If so, you will want to be sure you choose a base image that uses that operating system. Using a base image that was created for a particular program will use the operating system chosen by the developers of the image. For example some of the official freesurfer/freesurfer
Docker images use CentOS 8 as a base image, so if you need your container to be Ubuntu-based, you will want to use a tag from the Ubuntu container image tags as your base image rather than using the pre-built Freesurfer image.
Finding official images to use for your image
Many “official” Docker and Apptainer images exist. Docker offers Docker Hub, a large repository of public images, which contains a set of images deemed “official images” and are widely used and supported. A list of official images can be found with a Docker Hub search for official images. Singularity/Apptainer images don’t have a single centralized repository but there are a Singularity Community image catalog and a Sylabs image library you can browse through. You can use any Docker image as a base image for Apptainer builds.
If you want to try to find an existing base image with one of your required programs to build from, you can look for built images for these programs that have been shared. You can search on the Docker Hub or Sylabs public repositories for the program you need, find out if it is an “official” build or if you are OK with using someone’s “unofficial” customization, then determine if it meets your operating system and environment requirements, and choose the tag of the version you want to use.

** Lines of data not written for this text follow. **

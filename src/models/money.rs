//! Fixed-point money type. The RMS column set stores currency as a decimal
//! with two fractional digits; we never let a float anywhere near it.

use rust_decimal::Decimal;
use serde::{Deserialize, Serialize};
use std::fmt;
use std::ops::{Add, Sub};

#[derive(Debug, Clone, Copy, PartialEq, Eq, PartialOrd, Ord, Serialize, Deserialize)]
pub struct Money(Decimal);

impl Money {
    pub const ZERO: Money = Money(Decimal::ZERO);

    pub fn new(value: Decimal) -> Self {
        Money(value.round_dp(2))
    }

    pub fn from_str(s: &str) -> Result<Self, rust_decimal::Error> {
        s.parse::<Decimal>().map(Money::new)
    }

    pub fn as_decimal(&self) -> Decimal {
        self.0
    }

    pub fn is_zero(&self) -> bool {
        self.0.is_zero()
    }

    pub fn is_positive(&self) -> bool {
        self.0 > Decimal::ZERO
    }
}

impl Add for Money {
    type Output = Money;
    fn add(self, rhs: Money) -> Money {
        Money::new(self.0 + rhs.0)
    }
}

impl Sub for Money {
    type Output = Money;
    fn sub(self, rhs: Money) -> Money {
        Money::new(self.0 - rhs.0)
    }
}

impl fmt::Display for Money {
    fn fmt(&self, f: &mut fmt::Formatter<'_>) -> fmt::Result {
        write!(f, "{:.2}", self.0)
    }
}

impl Default for Money {
    fn default() -> Self {
        Money::ZERO
    }
}
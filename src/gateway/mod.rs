//! The storefront gateway contract (§4.4). The core depends only on this
//! trait; a real implementation lives in `reqwest_client`, and tests use
//! `mock`.

pub mod mock;
pub mod reqwest_client;

use async_trait::async_trait;

use crate::error::SyncError;
use crate::models::{FetchPage, OrderFilter, StorefrontOrder};

#[async_trait]
pub trait StorefrontGateway: Send + Sync {
    /// Fetches one page of orders matching `filter`, sorted by `updatedAt`
    /// descending. `page_size` must be clamped to 250 by the caller.
    async fn fetch_recent_orders(
        &self,
        filter: &OrderFilter,
        page_size: u32,
        cursor: Option<&str>,
    ) -> Result<FetchPage, SyncError>;

    async fn fetch_order_by_id(&self, external_id: &str) -> Result<Option<StorefrontOrder>, SyncError>;
}
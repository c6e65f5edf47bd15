//! The cycle driver (§4.9): paginated fetch, existence check, per-order
//! convert + write, and a final report.

use chrono::Utc;
use serde::{Deserialize, Serialize};
use std::sync::Arc;
use std::time::Instant;
use tracing::{info, instrument, warn};

use crate::error::SyncError;
use crate::gateway::StorefrontGateway;
use crate::models::{FinancialStatus, FulfillmentStatus, OrderFilter, OrderReference, StorefrontOrder};
use crate::retry::RetryExecutor;
use crate::services::converter::{OrderConverter, SkuResolution};
use crate::services::customer_resolver::CustomerResolver;
use crate::services::error_aggregator::ErrorAggregator;
use crate::services::writer::OrderWriter;
use crate::store::RmsStore;

/// The `POST /poll` request body (§6): every field optional, falling back to
/// the configured defaults so an empty `{}` reproduces the scheduler's own
/// cycle.
#[derive(Debug, Clone, Deserialize)]
#[serde(default, rename_all = "camelCase")]
pub struct PollOptions {
    pub lookback_minutes: i64,
    pub batch_size: u32,
    pub max_pages: u32,
    pub dry_run: bool,
    pub include_test_orders: bool,
    pub financial_statuses: Option<Vec<FinancialStatus>>,
    pub fulfillment_statuses: Option<Vec<FulfillmentStatus>>,
}

impl Default for PollOptions {
    fn default() -> Self {
        PollOptions {
            lookback_minutes: 15,
            batch_size: 50,
            max_pages: 10,
            dry_run: false,
            include_test_orders: false,
            financial_statuses: Some(vec![
                FinancialStatus::Paid,
                FinancialStatus::PartiallyPaid,
                FinancialStatus::PartiallyRefunded,
            ]),
            fulfillment_statuses: None,
        }
    }
}

#[derive(Debug, Clone, Default, Serialize)]
#[serde(rename_all = "camelCase")]
pub struct CycleStatistics {
    pub total_polled: u32,
    pub already_synced: u32,
    pub newly_synced: u32,
    pub updated: u32,
    pub sync_errors: u32,
}

impl CycleStatistics {
    pub fn success_rate(&self) -> f64 {
        let denom = self.newly_synced + self.updated + self.sync_errors;
        if denom == 0 {
            return 100.0;
        }
        ((self.newly_synced + self.updated) as f64 / denom as f64 * 100.0 * 100.0).round() / 100.0
    }
}

pub struct CycleResult {
    pub status: CycleStatus,
    pub statistics: CycleStatistics,
    pub new_order_ids: Vec<String>,
    pub error: Option<String>,
    pub duration: std::time::Duration,
}

#[derive(Debug, Clone, Copy, PartialEq, Eq)]
pub enum CycleStatus {
    Success,
    DryRun,
    Error,
}

pub struct OrderPoller {
    gateway: Arc<dyn StorefrontGateway>,
    store: Arc<dyn RmsStore>,
    storefront_executor: Arc<RetryExecutor>,
    rms_executor: Arc<RetryExecutor>,
    sync_executor: Arc<RetryExecutor>,
    converter: OrderConverter,
    customer_resolver: CustomerResolver,
}

impl OrderPoller {
    pub fn new(
        gateway: Arc<dyn StorefrontGateway>,
        store: Arc<dyn RmsStore>,
        storefront_executor: Arc<RetryExecutor>,
        rms_executor: Arc<RetryExecutor>,
        sync_executor: Arc<RetryExecutor>,
        converter: OrderConverter,
        customer_resolver: CustomerResolver,
    ) -> Self {
        OrderPoller {
            gateway,
            store,
            storefront_executor,
            rms_executor,
            sync_executor,
            converter,
            customer_resolver,
        }
    }

    #[instrument(skip(self, opts, aggregator))]
    pub async fn poll_and_sync(&self, opts: &PollOptions, aggregator: &ErrorAggregator) -> CycleResult {
        let start = Instant::now();
        let cutoff = Utc::now() - chrono::Duration::minutes(opts.lookback_minutes);

        let filter = OrderFilter {
            updated_at_min: cutoff,
            financial_statuses: opts.financial_statuses.clone(),
            fulfillment_statuses: opts.fulfillment_statuses.clone(),
            include_test_orders: opts.include_test_orders,
        };

        if opts.batch_size == 0 {
            return CycleResult {
                status: CycleStatus::Success,
                statistics: CycleStatistics::default(),
                new_order_ids: vec![],
                error: None,
                duration: start.elapsed(),
            };
        }

        let orders = match self.fetch_all_pages(&filter, opts).await {
            Ok(orders) => orders,
            Err(err) => {
                aggregator.add(None, &err);
                return CycleResult {
                    status: CycleStatus::Error,
                    statistics: CycleStatistics::default(),
                    new_order_ids: vec![],
                    error: Some(err.to_string()),
                    duration: start.elapsed(),
                };
            }
        };

        let mut stats = CycleStatistics {
            total_polled: orders.len() as u32,
            ..Default::default()
        };

        let refs: Vec<OrderReference> = orders
            .iter()
            .filter_map(|o| o.extract_legacy_id())
            .map(|id| OrderReference::new(&id))
            .collect();

        let existence = match self
            .rms_executor
            .execute(|| {
                let store = self.store.clone();
                let refs = refs.clone();
                async move { store.batch_check_order_existence(&refs).await }
            })
            .await
        {
            Ok(map) => map,
            Err(err) => {
                aggregator.add(None, &err);
                return CycleResult {
                    status: CycleStatus::Error,
                    statistics: stats,
                    new_order_ids: vec![],
                    error: Some(err.to_string()),
                    duration: start.elapsed(),
                };
            }
        };
        stats.already_synced = existence.values().filter(|v| **v).count() as u32;

        if opts.dry_run {
            return CycleResult {
                status: CycleStatus::DryRun,
                statistics: stats,
                new_order_ids: refs.iter().map(|r| r.as_str().to_string()).collect(),
                error: None,
                duration: start.elapsed(),
            };
        }

        for order in &orders {
            if let Some(breaker) = self.storefront_executor.breaker() {
                if breaker.state() == crate::retry::CircuitState::Open {
                    warn!("storefront breaker open mid-cycle, aborting remaining orders");
                    return CycleResult {
                        status: CycleStatus::Error,
                        statistics: stats,
                        new_order_ids: vec![],
                        error: Some("storefront circuit breaker opened mid-cycle".to_string()),
                        duration: start.elapsed(),
                    };
                }
            }

            match self.sync_one(order, &mut stats, aggregator).await {
                Ok(()) => {}
                Err(err) => {
                    stats.sync_errors += 1;
                    aggregator.add(order.extract_legacy_id().as_deref(), &err);
                }
            }
            aggregator.increment_processed();
        }

        CycleResult {
            status: CycleStatus::Success,
            statistics: stats,
            new_order_ids: vec![],
            error: None,
            duration: start.elapsed(),
        }
    }

    async fn fetch_all_pages(
        &self,
        filter: &OrderFilter,
        opts: &PollOptions,
    ) -> Result<Vec<StorefrontOrder>, SyncError> {
        let mut orders = Vec::new();
        let mut cursor: Option<String> = None;
        let mut pages = 0u32;

        loop {
            if pages >= opts.max_pages {
                break;
            }
            let page = self
                .storefront_executor
                .execute(|| {
                    let gateway = self.gateway.clone();
                    let filter = filter.clone();
                    let cursor = cursor.clone();
                    let page_size = opts.batch_size;
                    async move {
                        gateway
                            .fetch_recent_orders(&filter, page_size, cursor.as_deref())
                            .await
                    }
                })
                .await?;

            let has_next = page.has_next;
            let end_cursor = page.end_cursor.clone();
            let empty = page.orders.is_empty();
            orders.extend(page.orders);
            pages += 1;

            if !has_next || empty {
                break;
            }
            cursor = end_cursor;
        }

        Ok(orders)
    }

    async fn sync_one(
        &self,
        order: &StorefrontOrder,
        stats: &mut CycleStatistics,
        aggregator: &ErrorAggregator,
    ) -> Result<(), SyncError> {
        let legacy_id = order.extract_legacy_id().ok_or_else(|| SyncError::Conversion {
            reference: order.name.clone(),
            reason: "missing legacy id".to_string(),
        })?;
        let reference = OrderReference::new(&legacy_id);

        let customer_id = self
            .customer_resolver
            .resolve(order.customer.as_ref(), order.billing_address.as_ref())
            .await?;

        let existing = self.store.find_order_by_reference(&reference).await?;
        let order_id_for_entries = existing.as_ref().map(|e| e.id).unwrap_or(0);

        let sku_resolution = self.resolve_skus(order).await?;
        let outcome = self
            .converter
            .convert(order, customer_id, order_id_for_entries, &sku_resolution)?;

        for sku in &outcome.unresolved_skus {
            aggregator.add_warning(Some(reference.as_str()), "SKU_UNRESOLVED", format!("unresolved sku {sku}"));
        }

        let action = self
            .sync_executor
            .execute(|| {
                let writer_store = self.store.clone();
                let header = outcome.header.clone();
                let entries = outcome.entries.clone();
                let shipping_item_id = self.converter.shipping_item_id;
                let existing_row = existing.clone();
                async move {
                    OrderWriter::new(writer_store, shipping_item_id)
                        .upsert(existing_row, header, entries)
                        .await
                }
            })
            .await?;

        match action {
            crate::models::WriteAction::Created { .. } => {
                stats.newly_synced += 1;
                info!(reference = %reference, "order created");
            }
            crate::models::WriteAction::Updated { .. } => {
                stats.updated += 1;
                info!(reference = %reference, "order updated");
            }
        }
        aggregator.increment_success();
        Ok(())
    }

    async fn resolve_skus(&self, order: &StorefrontOrder) -> Result<SkuResolution, SyncError> {
        let mut resolution = SkuResolution::new();
        for line in &order.line_items {
            if let Some(sku) = &line.sku {
                if resolution.contains_key(sku) {
                    continue;
                }
                if let Some(item_id) = self.store.resolve_item_id_by_sku(sku).await? {
                    resolution.insert(sku.clone(), item_id);
                }
            }
        }
        Ok(resolution)
    }
}
#![allow(dead_code)]
use axum::{
    http::StatusCode,
    response::{IntoResponse, Response},
    Json,
};
use serde::Serialize;

#[derive(Debug, Serialize)]
pub struct ApiResponse<T: Serialize> {
    pub success: bool,
    pub data: Option<T>,
    pub error: Option<ApiError>,
    pub timestamp: i64,
}

#[derive(Debug, Serialize)]
pub struct ApiError {
    pub code: String,
    pub message: String,
}

impl<T: Serialize> ApiResponse<T> {
    pub fn success(data: T) -> Self {
        Self {
            success: true,
            data: Some(data),
            error: None,
            timestamp: chrono::Utc::now().timestamp(),
        }
    }

    pub fn error(code: &str, message: &str) -> ApiResponse<()> {
        ApiResponse {
            success: false,
            data: None,
            error: Some(ApiError {
                code: code.to_string(),
                message: message.to_string(),
            }),
            timestamp: chrono::Utc::now().timestamp(),
        }
    }
}

/// Application error type
#[derive(Debug)]
pub struct AppError {
    pub status: StatusCode,
    pub code: String,
    pub message: String,
}

impl AppError {
    pub fn new(status: StatusCode, code: &str, message: &str) -> Self {
        Self {
            status,
            code: code.to_string(),
            message: message.to_string(),
        }
    }

    pub fn bad_request(message: &str) -> Self {
        Self::new(StatusCode::BAD_REQUEST, "BAD_REQUEST", message)
    }

    pub fn unauthorized(message: &str) -> Self {
        Self::new(StatusCode::UNAUTHORIZED, "UNAUTHORIZED", message)
    }

    pub fn not_found(message: &str) -> Self {
        Self::new(StatusCode::NOT_FOUND, "NOT_FOUND", message)
    }

    pub fn internal(message: &str) -> Self {
        Self::new(StatusCode::INTERNAL_SERVER_ERROR, "INTERNAL_ERROR", message)
    }
}

impl IntoResponse for AppError {
    fn into_response(self) -> Response {
        let body = ApiResponse::<()>::error(&self.code, &self.message);
        (self.status, Json(body)).into_response()
    }
}
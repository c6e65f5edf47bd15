//! In-memory [`RmsStore`] used by unit and scenario tests — no database
//! required. Each session stages its writes against a private snapshot of
//! the tables and only publishes them on `commit`; `rollback` (or simply
//! dropping the session) discards the snapshot, giving the same
//! atomicity contract as the Postgres implementation's transaction.

use async_trait::async_trait;
use parking_lot::Mutex;
use std::collections::HashMap;
use std::sync::atomic::{AtomicI64, Ordering};
use std::sync::Arc;

use super::{OrderRow, RmsStore, Session};
use crate::error::SyncError;
use crate::models::{
    CustomerRecord, NewCustomer, OrderEntry, OrderEntryPatch, OrderHeader, OrderHeaderPatch,
    OrderHistory, OrderReference,
};

#[derive(Default, Clone)]
struct Tables {
    orders: HashMap<i64, OrderHeader>,
    entries: HashMap<i64, OrderEntry>,
    customers: HashMap<i64, CustomerRecord>,
    skus: HashMap<String, i64>,
    history: Vec<OrderHistory>,
}

pub struct MemorySession {
    store: Arc<Mutex<Tables>>,
    staged: Tables,
}

#[async_trait]
impl Session for MemorySession {
    async fn commit(self: Box<Self>) -> Result<(), SyncError> {
        *self.store.lock() = self.staged;
        Ok(())
    }

    async fn rollback(self: Box<Self>) -> Result<(), SyncError> {
        Ok(())
    }

    fn as_any_mut(&mut self) -> &mut dyn std::any::Any {
        self
    }
}

pub struct InMemoryRmsStore {
    tables: Arc<Mutex<Tables>>,
    next_order_id: AtomicI64,
    next_entry_id: AtomicI64,
    next_customer_id: AtomicI64,
}

impl InMemoryRmsStore {
    pub fn new() -> Self {
        InMemoryRmsStore {
            tables: Arc::new(Mutex::new(Tables::default())),
            next_order_id: AtomicI64::new(1),
            next_entry_id: AtomicI64::new(1),
            next_customer_id: AtomicI64::new(1),
        }
    }

    pub fn seed_sku(&self, sku: &str, item_id: i64) {
        self.tables.lock().skus.insert(sku.to_string(), item_id);
    }

    pub fn entries_for(&self, order_id: i64) -> Vec<OrderEntry> {
        self.tables
            .lock()
            .entries
            .values()
            .filter(|e| e.order_id == order_id)
            .cloned()
            .collect()
    }

    pub fn order(&self, order_id: i64) -> Option<OrderHeader> {
        self.tables.lock().orders.get(&order_id).cloned()
    }

    pub fn history_for(&self, order_id: i64) -> Vec<OrderHistory> {
        self.tables
            .lock()
            .history
            .iter()
            .filter(|h| h.order_id == order_id)
            .cloned()
            .collect()
    }

    fn mem<'a>(session: &'a mut dyn Session) -> &'a mut MemorySession {
        session
            .as_any_mut()
            .downcast_mut::<MemorySession>()
            .expect("session passed to InMemoryRmsStore must be a MemorySession")
    }
}

impl Default for InMemoryRmsStore {
    fn default() -> Self {
        Self::new()
    }
}

#[async_trait]
impl RmsStore for InMemoryRmsStore {
    async fn begin_session(&self) -> Result<Box<dyn Session>, SyncError> {
        let staged = self.tables.lock().clone();
        Ok(Box::new(MemorySession {
            store: self.tables.clone(),
            staged,
        }))
    }

    async fn find_order_by_reference(&self, reference: &OrderReference) -> Result<Option<OrderRow>, SyncError> {
        let tables = self.tables.lock();
        Ok(tables
            .orders
            .iter()
            .find(|(_, h)| h.reference_number == *reference)
            .map(|(id, h)| OrderRow {
                id: *id,
                reference_number: reference.clone(),
                deposit: h.deposit,
            }))
    }

    async fn batch_check_order_existence(
        &self,
        references: &[OrderReference],
    ) -> Result<HashMap<OrderReference, bool>, SyncError> {
        let tables = self.tables.lock();
        let existing: std::collections::HashSet<&OrderReference> =
            tables.orders.values().map(|h| &h.reference_number).collect();
        Ok(references
            .iter()
            .map(|r| (r.clone(), existing.contains(r)))
            .collect())
    }

    async fn create_order(&self, header: &OrderHeader, session: &mut dyn Session) -> Result<i64, SyncError> {
        let id = self.next_order_id.fetch_add(1, Ordering::SeqCst);
        Self::mem(session).staged.orders.insert(id, header.clone());
        Ok(id)
    }

    async fn update_order(
        &self,
        id: i64,
        patch: &OrderHeaderPatch,
        session: &mut dyn Session,
    ) -> Result<(), SyncError> {
        let mem = Self::mem(session);
        let existing = mem
            .staged
            .orders
            .get(&id)
            .cloned()
            .ok_or_else(|| SyncError::RmsQuery(format!("order {id} not found")))?;
        let mut updated = existing;
        updated.total = patch.total;
        updated.tax = patch.tax;
        updated.deposit = patch.deposit;
        updated.shipping_charge_on_order = patch.shipping_charge_on_order;
        updated.customer_id = patch.customer_id;
        updated.customer_email_cache = patch.customer_email_cache.clone();
        mem.staged.orders.insert(id, updated);
        Ok(())
    }

    async fn list_order_entries(&self, order_id: i64, session: &mut dyn Session) -> Result<Vec<OrderEntry>, SyncError> {
        let mem = Self::mem(session);
        Ok(mem
            .staged
            .entries
            .values()
            .filter(|e| e.order_id == order_id)
            .cloned()
            .collect())
    }

    async fn create_order_entry(&self, entry: &OrderEntry, session: &mut dyn Session) -> Result<i64, SyncError> {
        let id = self.next_entry_id.fetch_add(1, Ordering::SeqCst);
        let mut stored = entry.clone();
        stored.id = Some(id);
        Self::mem(session).staged.entries.insert(id, stored);
        Ok(id)
    }

    async fn update_order_entry(
        &self,
        id: i64,
        patch: &OrderEntryPatch,
        session: &mut dyn Session,
    ) -> Result<(), SyncError> {
        let mem = Self::mem(session);
        let mut existing = mem
            .staged
            .entries
            .get(&id)
            .cloned()
            .ok_or_else(|| SyncError::RmsQuery(format!("entry {id} not found")))?;
        existing.price = patch.price;
        existing.full_price = patch.full_price;
        existing.cost = patch.cost;
        existing.quantity_on_order = patch.quantity_on_order;
        existing.quantity_rtd = patch.quantity_rtd;
        existing.description = patch.description.clone();
        existing.taxable = patch.taxable;
        existing.sales_rep_id = patch.sales_rep_id;
        existing.discount_reason_code_id = patch.discount_reason_code_id;
        existing.return_reason_code_id = patch.return_reason_code_id;
        existing.is_add_money = patch.is_add_money;
        existing.voucher_id = patch.voucher_id;
        existing.comment = patch.comment.clone();
        existing.price_source = patch.price_source;
        mem.staged.entries.insert(id, existing);
        Ok(())
    }

    async fn delete_order_entry(&self, id: i64, session: &mut dyn Session) -> Result<(), SyncError> {
        Self::mem(session).staged.entries.remove(&id);
        Ok(())
    }

    async fn create_order_history(&self, history: &OrderHistory, session: &mut dyn Session) -> Result<(), SyncError> {
        Self::mem(session).staged.history.push(history.clone());
        Ok(())
    }

    async fn find_customer_by_email(&self, email: &str) -> Result<Option<CustomerRecord>, SyncError> {
        Ok(self
            .tables
            .lock()
            .customers
            .values()
            .find(|c| c.email == email)
            .cloned())
    }

    async fn create_customer(&self, fields: &NewCustomer) -> Result<i64, SyncError> {
        let id = self.next_customer_id.fetch_add(1, Ordering::SeqCst);
        self.tables.lock().customers.insert(
            id,
            CustomerRecord {
                id,
                email: fields.email.clone(),
                first_name: fields.first_name.clone(),
                last_name: fields.last_name.clone(),
                phone: fields.phone.clone(),
                address1: fields.address1.clone(),
                city: fields.city.clone(),
            },
        );
        Ok(id)
    }

    async fn resolve_item_id_by_sku(&self, sku: &str) -> Result<Option<i64>, SyncError> {
        Ok(self.tables.lock().skus.get(sku).copied())
    }
}

#[cfg(test)]
mod tests {
    use super::*;

    fn sample_header(reference: &str) -> OrderHeader {
        OrderHeader {
            store_id: 40,
            time: chrono::Utc::now(),
            order_type: 1,
            customer_id: None,
            total: crate::models::Money::ZERO,
            tax: crate::models::Money::ZERO,
            deposit: crate::models::Money::ZERO,
            shipping_charge_on_order: crate::models::Money::ZERO,
            reference_number: OrderReference::new(reference),
            channel_type: 2,
            closed: 0,
            customer_email_cache: None,
            storefront_order_number: format!("#{reference}"),
        }
    }

    #[tokio::test]
    async fn create_then_find_by_reference() {
        let store = InMemoryRmsStore::new();
        let mut session = store.begin_session().await.unwrap();
        let id = store
            .create_order(&sample_header("123"), session.as_mut())
            .await
            .unwrap();
        session.commit().await.unwrap();

        let found = store
            .find_order_by_reference(&OrderReference::new("123"))
            .await
            .unwrap();
        assert_eq!(found.unwrap().id, id);
    }

    #[tokio::test]
    async fn rollback_discards_staged_writes() {
        let store = InMemoryRmsStore::new();
        let mut session = store.begin_session().await.unwrap();
        store
            .create_order(&sample_header("456"), session.as_mut())
            .await
            .unwrap();
        session.rollback().await.unwrap();

        let found = store
            .find_order_by_reference(&OrderReference::new("456"))
            .await
            .unwrap();
        assert!(found.is_none());
    }
}
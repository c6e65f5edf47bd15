//! Records request count + latency for every call into the admin surface.

use axum::{extract::MatchedPath, extract::Request, middleware::Next, response::Response};
use std::time::Instant;

pub async fn metrics_middleware(req: Request, next: Next) -> Response {
    let method = req.method().to_string();
    let endpoint = req
        .extensions()
        .get::<MatchedPath>()
        .map(|p| p.as_str().to_string())
        .unwrap_or_else(|| req.uri().path().to_string());

    let start = Instant::now();
    let response = next.run(req).await;
    let duration = start.elapsed().as_secs_f64();

    crate::metrics::record_http_request(&method, &endpoint, response.status().as_u16(), duration);

    response
}
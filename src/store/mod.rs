//! The RMS store contract (§4.5): session-scoped transactional operations.
//! `postgres` is the production `sqlx` implementation; `memory` backs unit
//! and scenario tests without a database.

pub mod memory;
pub mod postgres;

use async_trait::async_trait;
use std::collections::HashMap;

use crate::error::SyncError;
use crate::models::{
    CustomerRecord, Money, NewCustomer, OrderEntry, OrderEntryPatch, OrderHeader, OrderHeaderPatch,
    OrderHistory, OrderReference,
};

/// An explicit transactional session. Implementations must guarantee commit
/// or rollback on every exit path — the writer never touches the connection
/// directly. `as_any_mut` lets each `RmsStore` impl safely recover its own
/// concrete session type (`PgSession`, `MemorySession`, …) from the trait
/// object the writer passes around.
#[async_trait]
pub trait Session: Send {
    async fn commit(self: Box<Self>) -> Result<(), SyncError>;
    async fn rollback(self: Box<Self>) -> Result<(), SyncError>;
    fn as_any_mut(&mut self) -> &mut dyn std::any::Any;
}

#[derive(Debug, Clone)]
pub struct OrderRow {
    pub id: i64,
    pub reference_number: OrderReference,
    pub deposit: Money,
}

#[async_trait]
pub trait RmsStore: Send + Sync {
    async fn begin_session(&self) -> Result<Box<dyn Session>, SyncError>;

    async fn find_order_by_reference(&self, reference: &OrderReference) -> Result<Option<OrderRow>, SyncError>;

    /// Performed outside any transaction, per spec §4.5.
    async fn batch_check_order_existence(
        &self,
        references: &[OrderReference],
    ) -> Result<HashMap<OrderReference, bool>, SyncError>;

    async fn create_order(&self, header: &OrderHeader, session: &mut dyn Session) -> Result<i64, SyncError>;
    async fn update_order(
        &self,
        id: i64,
        patch: &OrderHeaderPatch,
        session: &mut dyn Session,
    ) -> Result<(), SyncError>;

    async fn list_order_entries(&self, order_id: i64, session: &mut dyn Session) -> Result<Vec<OrderEntry>, SyncError>;
    async fn create_order_entry(&self, entry: &OrderEntry, session: &mut dyn Session) -> Result<i64, SyncError>;
    async fn update_order_entry(
        &self,
        id: i64,
        patch: &OrderEntryPatch,
        session: &mut dyn Session,
    ) -> Result<(), SyncError>;
    async fn delete_order_entry(&self, id: i64, session: &mut dyn Session) -> Result<(), SyncError>;

    /// Appends an audit row in the same transaction as the header/entry
    /// writes it accompanies (§1/§3 — `OrderHistory`).
    async fn create_order_history(&self, history: &OrderHistory, session: &mut dyn Session) -> Result<(), SyncError>;

    async fn find_customer_by_email(&self, email: &str) -> Result<Option<CustomerRecord>, SyncError>;
    async fn create_customer(&self, fields: &NewCustomer) -> Result<i64, SyncError>;

    async fn resolve_item_id_by_sku(&self, sku: &str) -> Result<Option<i64>, SyncError>;
}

For example, the FreeSurfer group has developed a set of official FreeSurfer images and hosts them on Docker Hub. At the time of writing there appears to be a set of official FSL images on Docker Hub but they have only containerized a few more recent versions of FSL, so if you need an older version you will have to find one that someone else put together or build your own.
There are other sources of images you can build off of (“preferred bootstrap agents”) for Apptainer/Singularity but for simplicity I will focus on building an image from a base operating system image or on top of the official [freesurfer/freesurfer:7.3.2]
Docker program image.
Consider whether you can use Neurodocker to save time
If your workflow uses some commonly used neuroimaging programs, you can use the command-line program Neurodocker to generate a container image definition file for you to add your script and customizations to.
Neurodocker is available as a container image which allows you to run the Neurodocker command-line program, either via their own Docker or Apptainer container, or via a local installation. More details can be found on the Neurodocker installation page.
The concept is that you install and run the Neurodocker command line program with input parameters that you specify, and Neurodocker will output a container definition file with those specifications. With Neurodocker you can specify
- Whether you want a Docker or Apptainer/Singularity definition file
- Which base image you want
- Which of their available neuroimaging programs you want to incorporate into the container image definition file
- Which versions of those neuroimaging programs to include in your container (of the versions they offer as options).
Neurodocker provides options to copy in external files like the converted workflow script that we will create in this tutorial and specify environment variables that you want included. So this means that if Neurodocker already offers all the neuroimaging programs and versions that you require, you could feasibly generate your whole container definition file using Neurodocker! Then you can skip ahead to the image build steps of this tutorial.
You can look at the Neurodocker user guide command-line interface section for a list of the programs, program versions, and options that Neurodocker currently offers. You can check the Neurodocker examples page to see examples of how you would use it to generate a container image definition file and include common programs.